The variation of temperature at the surface is due primarily to the varying temperature of the air. During the cold season, a wave of low temperature (the winter wave), starting at the surface, penetrates the ice, and during the warm season a wave of higher temperature (the summer wave) takes the same course. The day and night waves and other minor variables are, for present purposes, negligible.

Fig. 249.—Side view of a North Greenland glacier (East glacier), showing position of débris and structure of the ice.

The winter wave.—There are but few observations on the internal temperatures of glaciers during the winter season, but it seems certain that the winter wave diminishes rapidly downward and dies out below, much as does the winter wave which affects land surfaces not covered with ice. Conduction alone considered, the temperature of the ice where the cold wave dies out, should correspond, approximately, to the mean annual temperature of the region, provided that temperature is below the melting point of ice.

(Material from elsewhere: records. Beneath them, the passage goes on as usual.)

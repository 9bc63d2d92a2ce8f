//! Sections feature: exposes a binary search from item index to enclosing
//! section start (spec §4.8 "sections sticky-header binary search",
//! summarized at the interface level per §1's scope note).
//!
//! Sticky visual behavior is a CSS `position: sticky` concern driven by a
//! `data-group`-style attribute the item template sets using
//! `getSectionForIndex`/`isSectionStart` — the core renderer has no
//! dedicated "header row" concept, so this feature contributes the lookup
//! rather than DOM manipulation of its own.

use std::rc::Rc;

use crate::context::BuilderContext;
use crate::feature::{priority, Feature};

/// Ascending, deduplicated section-start indices; index `0` is implicitly
/// a section start even if not listed.
#[derive(Debug)]
pub struct SectionsFeature {
    boundaries: Vec<usize>,
}

impl SectionsFeature {
    /// Construct from an unsorted list of section-start indices.
    pub fn new(mut boundaries: Vec<usize>) -> Self {
        boundaries.sort_unstable();
        boundaries.dedup();
        Self { boundaries }
    }

    fn section_start_for(boundaries: &[usize], index: usize) -> usize {
        let pos = boundaries.partition_point(|&b| b <= index);
        if pos == 0 {
            0
        } else {
            boundaries[pos - 1]
        }
    }
}

impl<T: 'static> Feature<T> for SectionsFeature {
    fn name(&self) -> &str {
        "sections"
    }

    fn priority(&self) -> i32 {
        priority::SECTIONS
    }

    fn setup(&mut self, ctx: &mut BuilderContext<T>) {
        let boundaries = Rc::new(self.boundaries.clone());

        let lookup = boundaries.clone();
        let get_section_for_index: Rc<dyn Fn(usize) -> usize> =
            Rc::new(move |index: usize| Self::section_start_for(&lookup, index));
        ctx.register_method("getSectionForIndex", get_section_for_index);

        let start_check = boundaries.clone();
        let is_section_start: Rc<dyn Fn(usize) -> bool> =
            Rc::new(move |index: usize| index == 0 || start_check.binary_search(&index).is_ok());
        ctx.register_method("isSectionStart", is_section_start);

        let get_boundaries: Rc<dyn Fn() -> Vec<usize>> = Rc::new(move || (*boundaries).clone());
        ctx.register_method("getSectionBoundaries", get_boundaries);
    }
}
//! Page-scroll feature: drives the core off the window's scroll position
//! instead of the viewport element's own `scrollTop`, for layouts where
//! the whole page scrolls rather than a fixed-height container (spec §4.6
//! "Feature replacement (e.g. page-scroll) substitutes window scroll as
//! the source").
//!
//! Rather than re-architect [`crate::scroll_controller::ScrollController`]
//! into a swappable trait object just for this one feature, this listens
//! to the window's `scroll` event and forwards the computed logical
//! position through [`crate::context::BuilderContext::external_scroll_trigger`]
//! — the core's own scroll controller stays the single source of scroll
//! truth the render loop reads from, just driven by an external signal.

use wasm_bindgen::prelude::Closure;
use wasm_bindgen::JsCast;
use web_sys::{Event, HtmlElement, Window};

use crate::context::BuilderContext;
use crate::feature::{priority, Feature};

/// Forwards window scroll into the core's scroll controller.
#[derive(Default)]
pub struct PageScrollFeature {
    window: Option<Window>,
    listener: Option<Closure<dyn FnMut(Event)>>,
}

impl std::fmt::Debug for PageScrollFeature {
    fn fmt(&self, f: &mut std::fmt::Formatter<'_>) -> std::fmt::Result {
        f.debug_struct("PageScrollFeature").finish_non_exhaustive()
    }
}

impl<T: 'static> Feature<T> for PageScrollFeature {
    fn name(&self) -> &str {
        "page-scroll"
    }

    fn priority(&self) -> i32 {
        priority::SCALE
    }

    fn setup(&mut self, ctx: &mut BuilderContext<T>) {
        let Some(window) = web_sys::window() else {
            return;
        };

        if let Some(html) = ctx.dom.viewport.dyn_ref::<HtmlElement>() {
            let _ = html.style().set_property("overflow", "visible");
        }

        let viewport = ctx.dom.viewport.clone();
        let external_scroll = ctx.external_scroll_trigger();
        let trigger = ctx.render_trigger();
        let closure = Closure::<dyn FnMut(Event)>::new(move |_event: Event| {
            let rect = viewport.get_bounding_client_rect();
            let logical = (-rect.top()).max(0.0);
            external_scroll.set(Some(logical));
            trigger.set(true);
        });
        if window
            .add_event_listener_with_callback("scroll", closure.as_ref().unchecked_ref())
            .is_ok()
        {
            self.window = Some(window);
            self.listener = Some(closure);
        }
    }

    fn destroy(&mut self, _ctx: &mut BuilderContext<T>) {
        if let (Some(window), Some(closure)) = (self.window.take(), self.listener.take()) {
            let _ = window.remove_event_listener_with_callback("scroll", closure.as_ref().unchecked_ref());
        }
    }
}
//! The per-index bookkeeping the renderer uses to diff instead of
//! re-materializing on every frame (spec §3 "Tracked Item").

use web_sys::Element;

/// An identifier an item may expose; read-only to the core, used for
/// change-tracking and optional `data-id`/ARIA attributes.
#[derive(Debug, Clone, PartialEq, Eq, Hash)]
pub enum ItemId {
    /// A string identifier.
    Str(String),
    /// A numeric identifier.
    Num(u64),
}

impl std::fmt::Display for ItemId {
    fn fmt(&self, f: &mut std::fmt::Formatter<'_>) -> std::fmt::Result {
        match self {
            Self::Str(s) => write!(f, "{s}"),
            Self::Num(n) => write!(f, "{n}"),
        }
    }
}

/// State tracked for a currently-materialized index, so the renderer can
/// skip redundant DOM writes on steady scroll frames.
#[derive(Debug)]
pub struct TrackedItem {
    /// The live DOM element backing this index.
    pub element: Element,
    /// The item `id` last applied to `element`'s template.
    pub last_item_id: Option<ItemId>,
    /// Whether the selected class was last applied.
    pub last_selected: bool,
    /// Whether the focused class was last applied.
    pub last_focused: bool,
    /// The last main-axis offset written as a transform.
    pub last_offset: f64,
    /// Frame counter value at which this index was last part of the
    /// render range (used to compute the release grace window).
    pub last_seen_frame: u64,
}

impl TrackedItem {
    /// Construct a freshly materialized entry. `last_item_id` starts as
    /// `None` so the first diff always re-applies the template.
    pub fn new(element: Element, frame: u64) -> Self {
        Self {
            element,
            last_item_id: None,
            last_selected: false,
            last_focused: false,
            last_offset: f64::NAN,
            last_seen_frame: frame,
        }
    }
}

Assuming that in the high altitudes and high latitudes where glaciers abound, the temperature of the surface may average about −12° Fahr. (about −25° C.) for the winter half of the year, which is about the case for north Greenland, Spitzbergen, and Franz Josef Land, and that the conductivity of the ice in the C. G. S.[130] system is .005, the temperature would be lowered appreciably only about 40 feet below the surface at the close of the winter period, conduction only being considered. How far the internal temperature may be influenced by air forced through the ice by winds and by variations of the barometer is not known and cannot well be estimated. The wave of low temperature descending from the surface in winter would probably become inappreciable before reaching a depth of 60 feet. At this depth the temperature should be about 15° Fahr.—the mean annual temperature of the region.

Fig. 250.—Contorted lamination shown at the surface. A small glacier south of Forno hut, Engadine, Switzerland. (Reid.)

The summer wave.—The warm wave follows the analogy of the summer wave of ice-free land surfaces much less closely. This is because of the low melting temperature of ice as compared with other forms of solid earth-matter. On this account the summer wave is bi-fold. The one part travels downward by conduction, the other by the descent of water; the one has to do primarily with the temperature before the melting-point of ice is reached; the other, with the temperature after that point is reached; the first conforms measurably to the warm wave affecting other solid earth-matter, while the second is governed by special laws. After the surface portion of the ice is brought to the melting temperature, the additional heat which it receives melts the ice and is transformed from sensible into potential heat. Ice charged with water is potentially, but not sensibly, warmer than ice which has just reached the melting temperature.